„Vermögen sollte beruhigen“

Die Fürstlich Castell’sche Bank entwickelt sich vom klassischen Kreditgeber hin zu einem Vermögensverwalter. Im Interview sprechen Gesellschafter Ferdinand Fürst zu Castell-Castell und der Vorstandsvorsitzende Sebastian Klein über die wechselvolle Geschichte des Bankhauses und erklären, warum sie immer das gleiche Produkt anbieten.

Unternehmeredition: Fürst Ferdinand, nach eigenen Angaben ist die Fürstlich Castell’sche Bank das älteste Kreditinstitut in Bayern. Was war damals im 18. Jahrhundert der Antrieb Ihrer Ahnen, eine Bank zu gründen?

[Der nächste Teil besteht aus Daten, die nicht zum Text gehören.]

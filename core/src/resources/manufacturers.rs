//! Manufacturers: a code and an address, sent as plain JSON.

use serde::{Deserialize, Serialize};
use serde_json::Value;

use super::{decode, non_blank, resource_path, unwrap_data};
use crate::client::ApiClient;
use crate::error::{ApiError, ApiResult};
use crate::http::HttpMethod;

#[derive(Debug, Clone, PartialEq, Serialize, Deserialize)]
#[serde(rename_all = "camelCase")]
pub struct Manufacturer {
    #[serde(rename = "_id")]
    pub id: String,
    #[serde(default)]
    pub code: String,
    #[serde(default)]
    pub address: String,
    #[serde(default)]
    pub created_at: Option<String>,
    #[serde(default)]
    pub updated_at: Option<String>,
}

impl Manufacturer {
    /// Case-insensitive match on code or address.
    pub fn matches_search(&self, term: &str) -> bool {
        let needle = term.to_lowercase();
        self.code.to_lowercase().contains(&needle) || self.address.to_lowercase().contains(&needle)
    }
}

#[derive(Debug, Clone, Default, PartialEq, Eq, Serialize)]
pub struct ManufacturerDraft {
    pub code: String,
    pub address: String,
}

impl ManufacturerDraft {
    pub fn new(code: impl Into<String>, address: impl Into<String>) -> Self {
        Self {
            code: code.into(),
            address: address.into(),
        }
    }

    /// Trimmed copy with both fields required.
    pub fn validated(&self) -> ApiResult<Self> {
        let code = non_blank(&self.code).ok_or_else(|| ApiError::validation("code", "Code is required"))?;
        let address =
            non_blank(&self.address).ok_or_else(|| ApiError::validation("address", "Address is required"))?;
        Ok(Self::new(code, address))
    }
}

pub struct ManufacturersApi<'a> {
    client: &'a ApiClient,
}

impl<'a> ManufacturersApi<'a> {
    pub fn new(client: &'a ApiClient) -> Self {
        Self { client }
    }

    pub fn list(&self) -> ApiResult<Vec<Manufacturer>> {
        let payload = self.client.get("/manufacturer")?;
        match unwrap_response(payload) {
            Value::Null => Ok(Vec::new()),
            list => decode(list, "manufacturers"),
        }
    }

    pub fn get(&self, id: &str) -> ApiResult<Manufacturer> {
        let payload = self.client.get(&resource_path(&["manufacturer", id]))?;
        decode(unwrap_response(payload), "manufacturer")
    }

    pub fn create(&self, draft: &ManufacturerDraft) -> ApiResult<Manufacturer> {
        let body = draft.validated()?;
        let payload = self.client.send_json(HttpMethod::Post, "/manufacturer", &body)?;
        decode(unwrap_response(payload), "created manufacturer")
    }

    pub fn update(&self, id: &str, draft: &ManufacturerDraft) -> ApiResult<Manufacturer> {
        let body = draft.validated()?;
        let payload = self
            .client
            .send_json(HttpMethod::Put, &resource_path(&["manufacturer", id]), &body)?;
        decode(unwrap_response(payload), "updated manufacturer")
    }

    pub fn remove(&self, id: &str) -> ApiResult<()> {
        self.client.delete(&resource_path(&["manufacturer", id]))?;
        Ok(())
    }
}

/// `data.response`, falling back to `data` and then the payload itself.
fn unwrap_response(payload: Value) -> Value {
    match unwrap_data(payload) {
        Value::Object(mut map) if map.contains_key("response") => map.remove("response").unwrap_or(Value::Null),
        other => other,
    }
}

Ferdinand Fürst zu Castell-Castell: Die Grafschaft Castell war damals eine reichsunmittelbare Grafschaft, also ein kleines Staatsgebilde. Viele Bauern waren durch Missernten in Schulden geraten. Wir haben festgestellt, dass das Steueraufkommen in der Grafschaft gefährdet war, und eine Kreditkasse vorgeschlagen, um die Bauern zu entschulden und zu sanieren. Das ist auch gut gelungen, was man daran sieht, dass die ersten Kreditkunden ein paar Jahre später als Einlagenkunden wieder in der Bilanz auftauchen. Die Gründungsidee war eine hoheitliche, fürsorgliche Maßnahme und keine gewinnorientierte Bank. Muhammad Yunus hat für dieses sogenannte Microfinance 2006 den Friedensnobelpreis bekommen.


“Die Bank rechnet seit ihrem Bestehen mittlerweile in der siebten Währung.”

Fürst Ferdinand


Nichtsdestotrotz war das Bankwesen schon immer anfällig für volatile Entwicklungen und Krisen. Durch welche Höhen und Tiefen musste Ihre Bank in den vergangenen fast 250 Jahren gehen?

Fürst zu Castell-Castell: Wir haben natürlich alle Krisen, Kriege, Inflationen mitgemacht. Die Bank rechnet seit ihrem Bestehen mittlerweile in der siebten Währung. Es gab auch einen mehrfachen Wechsel der Rechtsordnung, die Bank musste also immer mal wieder neu genehmigt werden. Dann gab es in früheren Zeiten auch hausgemachte Probleme: Kredite in ferne Länder, die nicht funktioniert haben.

Sie profilieren sich heute sehr stark über die Region Unterfranken beziehungsweise Bayern. Ist das auch eine Lehre aus diesen Krisen?

Dr. Sebastian Klein: Ich finde, dass vor allem auffällt, was die Bank nie gemacht hat, zum Beispiel Investmentbanking: nie Handel betrieben, sei es Eigenhandel oder für Dritte. Oder auch Corporate Finance. Gewissen Versuchungen hat die Bank nie nachgegeben und ist insofern ihren regionalen Wurzeln treu geblieben.

Wäre es nicht interessant, auch als regionaler Partner etwa bei M&A-Geschäften aufzutreten?

Klein: Ja, nur muss man im Investmentbanking erstens große Erfahrungen aufbauen. Es bringt überhaupt nichts, einfach Investmentbanking anzubieten. Zweitens sieht man, dass dieses Geschäft oft in erster Linie nicht dem finanziellen Erfolg der Bank dient, sondern dem finanziellen Erfolg der Talente, die daran beteiligt sind.